In August 1582, the government of Scotland passed into the hands of the Ruthven Raiders, a rule known as the Gowrie Regime. Mothe-Fénelon and another French diplomat, François de Rocherolles, Sieur de Mainville, were instructed to ensure that James VI was at liberty, continue discussions about the return of Mary to Scotland to rule in "association" with James VI, and the rehabilitation of Esmé Stewart, 1st Duke of Lennox, who had been exiled by the Raiders.

They were sent as ambassadors to Scotland in December 1582. Mary, Queen of Scots, sent him a cipher key and her instructions. Elizabeth I gave him a passport to travel to Berwick-upon-Tweed and he was accompanied by her diplomat William Davison.

James VI wished to avoid him meeting Esmé Stewart, 1st Duke of Lennox in his journey. While travelling to Berwick in December 1582, by chance near Northallerton the ambassador encountered the Duke of Lennox, who was travelling south. Mothe-Fénelon corresponded with George Seton, 7th Lord Seton, who offered him the use of his lodging in Edinburgh. In January 1583, he stayed in Robert Gourlay's house on the Lawnmarket, at the top of the Royal Mile. Mainville arrived by ship at Burntisland on 19 January and came to Leith by the ferry boat.

Diplomatic discussions involved the topic of a marriage for James. The ambassador advocated the Auld Alliance, and reminded James that his grandfather James V of Scotland had married Madeleine of Valois and Mary of Guise. The English diplomat, Robert Bowes and William Davison, reported that Mothe-Fénelon and Maineville were trying to build a French faction in Scotland, help by the financial insecurity of the Ruthven Regime.
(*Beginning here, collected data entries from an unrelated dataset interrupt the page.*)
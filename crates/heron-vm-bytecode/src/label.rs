//! Branch labels and jump backpatching

use crate::buffer::CodeBuffer;
use crate::error::{BytecodeError, Result};

/// Opaque handle to a branch target
#[derive(Debug, Clone, Copy, PartialEq, Eq, Hash)]
pub struct Label(u32);

impl Label {
    /// Handle index, for diagnostics
    #[inline]
    pub const fn index(self) -> u32 {
        self.0
    }
}

/// A jump operand waiting for its label to be marked
#[derive(Debug, Clone, Copy)]
struct Fixup {
    label: Label,
    /// Position of the 16-bit operand to patch
    operand_at: usize,
    /// Position of the jump's opcode byte; offsets are relative to it
    instruction_pc: usize,
}

/// Tracks label positions and unresolved jump operands for one unit
#[derive(Debug, Default)]
pub struct LabelTable {
    positions: Vec<Option<usize>>,
    fixups: Vec<Fixup>,
}

/// Encode the displacement between a jump and its target
pub fn jump_offset(instruction_pc: usize, target: usize) -> Result<i16> {
    let distance = target as isize - instruction_pc as isize;
    i16::try_from(distance).map_err(|_| BytecodeError::JumpTooLarge {
        from: instruction_pc,
        distance,
    })
}

impl LabelTable {
    /// Create an empty table
    pub fn new() -> Self {
        Self::default()
    }

    /// Allocate a new unmarked label
    pub fn acquire(&mut self) -> Label {
        let label = Label(self.positions.len() as u32);
        self.positions.push(None);
        label
    }

    /// Bind a label to a code position. A label is marked at most once.
    pub fn mark(&mut self, label: Label, position: usize) {
        let slot = &mut self.positions[label.0 as usize];
        assert!(
            slot.is_none(),
            "label {} marked twice (at {:?} and {})",
            label.0,
            slot,
            position
        );
        *slot = Some(position);
    }

    /// Position of a marked label
    #[inline]
    pub fn position(&self, label: Label) -> Option<usize> {
        self.positions[label.0 as usize]
    }

    /// Record a jump operand that refers to a label not yet marked
    pub fn add_fixup(&mut self, label: Label, operand_at: usize, instruction_pc: usize) {
        self.fixups.push(Fixup {
            label,
            operand_at,
            instruction_pc,
        });
    }

    /// Number of jump operands still waiting to be patched
    pub fn pending_fixups(&self) -> usize {
        self.fixups.len()
    }

    /// Patch every recorded fixup with its resolved offset.
    ///
    /// A fixup whose label was never marked is a compiler defect and panics.
    pub fn fix_label_gotos(&mut self, code: &mut CodeBuffer) -> Result<()> {
        for fixup in self.fixups.drain(..) {
            let target = self.positions[fixup.label.0 as usize].unwrap_or_else(|| {
                panic!(
                    "jump at {} references label {} that was never marked",
                    fixup.instruction_pc, fixup.label.0
                )
            });
            let offset = jump_offset(fixup.instruction_pc, target)?;
            code.patch_i16(fixup.operand_at, offset);
        }
        Ok(())
    }
}
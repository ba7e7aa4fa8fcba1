//! # Heron VM Core
//!
//! Execution engine for compiled Heron units.
//!
//! ## Design Principles
//!
//! - **Thread-safe**: Values are `Send + Sync`; compiled units are shared read-only
//! - **Unboxed numbers**: Numbers live directly in the [`Value`] enum
//! - **Explicit context**: Every entry point takes the [`Context`] it runs in
//! - **Stack-based**: Frames are sized from the unit's [`FrameLayout`](heron_vm_bytecode::FrameLayout)

#![warn(clippy::all)]
#![warn(missing_docs)]
#![deny(unsafe_code)]

pub mod context;
pub mod convert;
pub mod debug;
pub mod error;
mod frame;
mod interpreter;
pub mod object;
pub mod scope;
pub mod value;

pub use context::{Context, ContextConfig, InstructionObserver, Intrinsics};
pub use debug::DebugHooks;
pub use error::{ErrorKind, ThrownValue, VmError, VmResult};
pub use object::{Closure, JsObject, NativeFunction, ObjectKind, PropertyAttributes, PropertyKey};
pub use scope::{Scope, ScopeKind};
pub use value::Value;
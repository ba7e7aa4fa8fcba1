//! Human-readable dump of compiled units

use std::fmt::Write;

use crate::decode::DecodedInstruction;
use crate::instruction::{INCDEC_DECREMENT, INCDEC_POSTFIX};
use crate::operand::{NO_NAME, Operand};
use crate::unit::FunctionUnit;

fn incdec(flags: i32) -> &'static str {
    let flags = flags as u8;
    match (flags & INCDEC_DECREMENT != 0, flags & INCDEC_POSTFIX != 0) {
        (false, false) => "++x",
        (false, true) => "x++",
        (true, false) => "--x",
        (true, true) => "x--",
    }
}

fn operand_text(unit: &FunctionUnit, insn: &DecodedInstruction, kind: Operand, value: i32) -> String {
    match kind {
        Operand::String if value as u16 == NO_NAME => "-".to_string(),
        Operand::String => format!("{:?}", unit.strings.get(value as usize).map_or("?", String::as_str)),
        Operand::Number => unit
            .numbers
            .get(value as usize)
            .map_or_else(|| "?".to_string(), |n| n.to_string()),
        Operand::Function => format!(
            "<{}>",
            unit.functions
                .get(value as usize)
                .map_or("?", |f| f.display_name())
        ),
        Operand::RegExp => unit
            .regexps
            .get(value as usize)
            .map_or_else(|| "?".to_string(), |r| format!("/{}/{}", r.pattern, r.flags)),
        Operand::Jump if value == 0 => "-".to_string(),
        Operand::Jump => format!("-> {}", insn.pc as isize + value as isize),
        Operand::U8 => incdec(value).to_string(),
        Operand::U16 | Operand::I16 | Operand::I32 => value.to_string(),
    }
}

fn dump_unit(unit: &FunctionUnit, out: &mut String) {
    let layout = unit.layout;
    let _ = writeln!(
        out,
        "function {} ({}): params={} vars={} temps={} try={} stack={} args={}{}",
        unit.display_name(),
        unit.source_name,
        unit.param_count,
        layout.var_count,
        layout.temp_count,
        layout.try_depth,
        layout.max_stack,
        unit.max_call_args,
        if unit.needs_activation() { " activation" } else { "" },
    );
    for insn in unit.instructions() {
        match insn {
            Ok(insn) => {
                let _ = write!(out, "  {:5}  {}", insn.pc, insn.opcode.name());
                for (kind, value) in insn.opcode.operands().iter().zip(insn.operands) {
                    let _ = write!(out, " {}", operand_text(unit, &insn, *kind, value));
                }
                out.push('\n');
            }
            Err(e) => {
                let _ = writeln!(out, "  !! {}", e);
                break;
            }
        }
    }
    for nested in &unit.functions {
        out.push('\n');
        dump_unit(nested, out);
    }
}

/// Render a unit and its nested functions as text
pub fn disassemble(unit: &FunctionUnit) -> String {
    let mut out = String::new();
    dump_unit(unit, &mut out);
    out
}

#[cfg(test)]
mod tests {
    use super::*;
    use crate::emit::Emitter;
    use crate::instruction::Opcode;
    use crate::layout::FrameLayout;
    use crate::unit::UnitFlags;

    #[test]
    fn test_disassemble_names_and_operands() {
        let mut e = Emitter::new();
        e.op_string(Opcode::Name, "print").unwrap();
        e.op(Opcode::Undefined);
        e.number(2.5).unwrap();
        e.op_call(Opcode::Call, 1, Some("print")).unwrap();
        e.op(Opcode::Pop);
        e.op(Opcode::End);
        let out = e.finish().unwrap();

        let unit = FunctionUnit {
            name: None,
            param_count: 0,
            var_names: Vec::new(),
            code: out.code,
            strings: out.strings,
            numbers: out.numbers,
            functions: out.functions,
            regexps: out.regexps,
            layout: FrameLayout::new(0, 0, 0, 3),
            max_call_args: 1,
            flags: UnitFlags {
                is_script: true,
                needs_activation: false,
            },
            source_name: "test.js".to_string(),
            source: None,
            first_line: 1,
        };

        let text = disassemble(&unit);
        assert!(text.starts_with("function <script> (test.js)"));
        assert!(text.contains("Name \"print\""));
        assert!(text.contains("Number 2.5"));
        assert!(text.contains("Call 1 \"print\""));
        assert!(text.contains("End"));
    }
}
After a banquet given by the Provost of Edinburgh, Alexander Clark, and the burgh council, Mothe-Fénelon went to Seton Palace and returned to Berwick.

==Return to France==
Mothe Fénélon returned to France in 1583. He opposed the Protestants until the end of the reign of Henry III, but espoused the cause of Henry IV. He died in 1589.

==Writings==
Fénelon was the author of a number of writings, among which those of general importance are:
- Mémoires touchant l'Angleterre et la Suisse, ou Sommaire de la négociation faite en Angleterre, l'an 1571 (containing a number of the letters of Charles and his mother, relating to Queen Elizabeth, Queen Mary and the Bartholomew massacre), published in the Mémoires of Castelnau (Paris, 1659)
- Négociations de la Mothe Fénelon et de Michel, sieur de Mauvissière, en Angleterre
- Dépêches de M. de la Mothe Fénelon, Instructions au sieur de la Mauvissière, contained with the above in the edition of Castelnau's Mémoires, published at Brussels in 1731.
The correspondence of Fénelon was published at Paris in 1838–1841.